First, we need to find the mean and variance of the sample mean, which is also the mean and variance of the Poisson distribution:
μ = λ = 2/3
σ^2 = λ = 2/3
Next, we can standardize the random variable Z = (ΣXi - nμ) / sqrt(nσ^2) to have a standard normal distribution:
Z = (ΣXi - 30(2/3)) / sqrt(30(2/3)) = (ΣXi - 20) / sqrt(20)

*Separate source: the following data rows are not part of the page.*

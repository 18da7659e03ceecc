//! Partner sync runs shared by the scheduled jobs and the admin endpoints.

use std::sync::Arc;
use std::time::Instant;

use chrono::NaiveDate;
use domain::models::partner::{PartnerError, PartnerKind};
use domain::services::{
    AffiliateSync, AffiliateSyncSummary, ReconciliationEngine, ReconciliationSettings,
    SyncSummary,
};
use persistence::PgLedgerStore;
use serde::{Deserialize, Serialize};
use sqlx::PgPool;
use tokio::sync::{Mutex, MutexGuard};
use tracing::{info, warn};

use crate::config::Config;
use crate::error::ApiError;
use crate::middleware::metrics::record_job_duration;
use crate::partners::Partners;

/// Per-partner locks, one for affiliate syncs and one for results syncs.
/// Each is held for the whole run so a scheduled job and an on-demand request
/// of the same kind never overlap in this process.
#[derive(Default)]
pub struct SyncLocks {
    otg_affiliates: Mutex<()>,
    otg_results: Mutex<()>,
    superbet_affiliates: Mutex<()>,
    superbet_results: Mutex<()>,
}

impl SyncLocks {
    pub fn new() -> Self {
        Self::default()
    }

    fn try_acquire_affiliates(&self, kind: PartnerKind) -> Option<MutexGuard<'_, ()>> {
        match kind {
            PartnerKind::Otg => self.otg_affiliates.try_lock().ok(),
            PartnerKind::Superbet => self.superbet_affiliates.try_lock().ok(),
        }
    }

    fn try_acquire_results(&self, kind: PartnerKind) -> Option<MutexGuard<'_, ()>> {
        match kind {
            PartnerKind::Otg => self.otg_results.try_lock().ok(),
            PartnerKind::Superbet => self.superbet_results.try_lock().ok(),
        }
    }
}

/// Explicit date range for a results sync; both ends or neither.
#[derive(Debug, Clone, Default, Deserialize)]
#[serde(rename_all = "camelCase")]
pub struct SyncRangeQuery {
    #[serde(alias = "start_date")]
    pub start_date: Option<NaiveDate>,
    #[serde(alias = "end_date")]
    pub end_date: Option<NaiveDate>,
}

impl SyncRangeQuery {
    pub fn range(&self) -> Result<Option<(NaiveDate, NaiveDate)>, ApiError> {
        match (self.start_date, self.end_date) {
            (None, None) => Ok(None),
            (Some(start), Some(end)) if start <= end => Ok(Some((start, end))),
            (Some(_), Some(_)) => Err(ApiError::Validation(
                "startDate must not be after endDate".to_string(),
            )),
            _ => Err(ApiError::Validation(
                "startDate and endDate must be given together".to_string(),
            )),
        }
    }
}

#[derive(Debug, Clone, Serialize)]
#[serde(rename_all = "camelCase")]
pub struct ConnectionReport {
    pub partner: PartnerKind,
    pub success: bool,
    pub message: String,
    pub affiliates_count: Option<usize>,
    #[serde(skip_serializing_if = "Option::is_none")]
    pub campaigns_count: Option<usize>,
}

#[derive(Clone)]
pub struct SyncService {
    pool: PgPool,
    partners: Partners,
    locks: Arc<SyncLocks>,
    window_days: u32,
    otg_page_size: u32,
    superbet_page_size: u32,
    superbet_results_enabled: bool,
}

impl SyncService {
    pub fn new(pool: PgPool, partners: Partners, locks: Arc<SyncLocks>, config: &Config) -> Self {
        Self {
            pool,
            partners,
            locks,
            window_days: config.sync.results_window_days,
            otg_page_size: config.partners.otg.page_size,
            superbet_page_size: config.partners.superbet.page_size,
            superbet_results_enabled: config.partners.superbet.results_sync_enabled,
        }
    }

    fn settings(&self, kind: PartnerKind) -> ReconciliationSettings {
        let page_size = match kind {
            PartnerKind::Otg => self.otg_page_size,
            PartnerKind::Superbet => self.superbet_page_size,
        };
        ReconciliationSettings {
            window_days: self.window_days,
            page_size,
        }
    }

    fn busy(kind: PartnerKind, what: &str) -> ApiError {
        ApiError::Conflict(format!("A {} {} sync is already running", kind, what))
    }

    pub async fn run_affiliate_sync(
        &self,
        kind: PartnerKind,
    ) -> Result<AffiliateSyncSummary, ApiError> {
        let _guard = self
            .locks
            .try_acquire_affiliates(kind)
            .ok_or_else(|| Self::busy(kind, "affiliate"))?;
        let started = Instant::now();

        let store = Arc::new(PgLedgerStore::new(self.pool.clone()));
        let result = AffiliateSync::new(self.partners.feed(kind), store).run().await;
        record_job_duration(
            "affiliate_sync",
            outcome(&result),
            started.elapsed().as_secs_f64(),
        );

        let summary = result?;
        info!(
            partner = %kind,
            fetched = summary.fetched,
            created = summary.created,
            updated = summary.updated,
            failed = summary.failed,
            "Affiliate sync finished"
        );
        Ok(summary)
    }

    /// Reconciles `range`, or the rolling window when `None`.
    pub async fn run_results_sync(
        &self,
        kind: PartnerKind,
        range: Option<(NaiveDate, NaiveDate)>,
    ) -> Result<SyncSummary, ApiError> {
        if kind == PartnerKind::Superbet && !self.superbet_results_enabled {
            info!("Superbet results sync disabled, skipping");
            return Ok(SyncSummary::default());
        }

        let _guard = self
            .locks
            .try_acquire_results(kind)
            .ok_or_else(|| Self::busy(kind, "results"))?;
        let started = Instant::now();

        let store = Arc::new(PgLedgerStore::new(self.pool.clone()));
        let engine = ReconciliationEngine::new(self.partners.feed(kind), store, self.settings(kind));
        let result = match range {
            Some((start, end)) => engine.sync_range(start, end).await,
            None => engine.sync_recent().await,
        };
        record_job_duration(
            "results_sync",
            outcome(&result),
            started.elapsed().as_secs_f64(),
        );

        Ok(result?)
    }

    /// Lists affiliates (and OTG campaigns) to prove the credentials work.
    pub async fn test_connection(&self, kind: PartnerKind) -> ConnectionReport {
        let feed = self.partners.feed(kind);
        if !feed.is_configured() {
            return ConnectionReport {
                partner: kind,
                success: false,
                message: PartnerError::NotConfigured(kind).to_string(),
                affiliates_count: None,
                campaigns_count: None,
            };
        }

        let affiliates = feed.fetch_affiliates().await;
        let campaigns = match (kind, self.partners.otg_client()) {
            (PartnerKind::Otg, Some(client)) => Some(client.fetch_campaigns().await.map(|c| c.len())),
            _ => None,
        };

        match (affiliates, campaigns.transpose()) {
            (Ok(affiliates), Ok(campaigns_count)) => ConnectionReport {
                partner: kind,
                success: true,
                message: format!("Connection to {} established", kind),
                affiliates_count: Some(affiliates.len()),
                campaigns_count,
            },
            (Err(e), _) | (_, Err(e)) => {
                warn!(partner = %kind, error = %e, "Partner connection test failed");
                ConnectionReport {
                    partner: kind,
                    success: false,
                    message: e.to_string(),
                    affiliates_count: None,
                    campaigns_count: None,
                }
            }
        }
    }
}

fn outcome<T>(result: &Result<T, PartnerError>) -> &'static str {
    if result.is_ok() {
        "success"
    } else {
        "failure"
    }
}

#[cfg(test)]
mod tests {
    use super::*;

    fn date(s: &str) -> NaiveDate {
        NaiveDate::parse_from_str(s, "%Y-%m-%d").unwrap()
    }

    #[test]
    fn test_range_requires_both_ends() {
        let query = SyncRangeQuery {
            start_date: Some(date("2024-01-01")),
            end_date: None,
        };
        assert!(matches!(query.range(), Err(ApiError::Validation(_))));
        assert!(SyncRangeQuery::default().range().unwrap().is_none());
    }

    #[test]
    fn test_range_rejects_inverted_dates() {
        let query = SyncRangeQuery {
            start_date: Some(date("2024-02-01")),
            end_date: Some(date("2024-01-01")),
        };
        assert!(query.range().is_err());

        let query = SyncRangeQuery {
            start_date: Some(date("2024-01-01")),
            end_date: Some(date("2024-01-31")),
        };
        assert_eq!(
            query.range().unwrap(),
            Some((date("2024-01-01"), date("2024-01-31")))
        );
    }

    #[test]
    fn test_locks_are_per_partner() {
        let locks = SyncLocks::new();
        let otg = locks.try_acquire_results(PartnerKind::Otg);
        assert!(otg.is_some());
        assert!(locks.try_acquire_results(PartnerKind::Otg).is_none());
        assert!(locks.try_acquire_results(PartnerKind::Superbet).is_some());
        drop(otg);
        assert!(locks.try_acquire_results(PartnerKind::Otg).is_some());
    }

    #[test]
    fn test_running_results_sync_does_not_block_affiliate_sync() {
        let locks = SyncLocks::new();
        let _results = locks.try_acquire_results(PartnerKind::Otg);

        let affiliates = locks.try_acquire_affiliates(PartnerKind::Otg);
        assert!(affiliates.is_some());
        assert!(locks.try_acquire_affiliates(PartnerKind::Otg).is_none());
        assert!(locks.try_acquire_results(PartnerKind::Otg).is_none());

        drop(affiliates);
        assert!(locks.try_acquire_affiliates(PartnerKind::Otg).is_some());
    }
}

Then, we can use a standard normal table or calculator to find the probability:
P(15 < ΣXi < 22) ≈ P(-2.74 < Z < -1.77) ≈ 0.038
Therefore, the approximate probability is 0.038.
(b) To approximate P(21 < ΣXi < 27), we can use the same method with the CLT.
First, we need to find the mean and variance of the sample mean:
μ = λ = 2/3
σ^2 = λ = 2/3
Next, we can standardize the random variable Z = (ΣXi - nμ) / sqrt(nσ^2) to have a standard normal distribution:
Z = (ΣXi - 30(2/3)) / sqrt(30(2/3)) = (ΣXi - 20) / sqrt(20)
Then, we can use a standard normal table or calculator to find the probability:
P(21 < ΣXi < 27) ≈ P(-0.68 < Z < 0.68) ≈ 0.495
Therefore, the approximate probability is 0.495.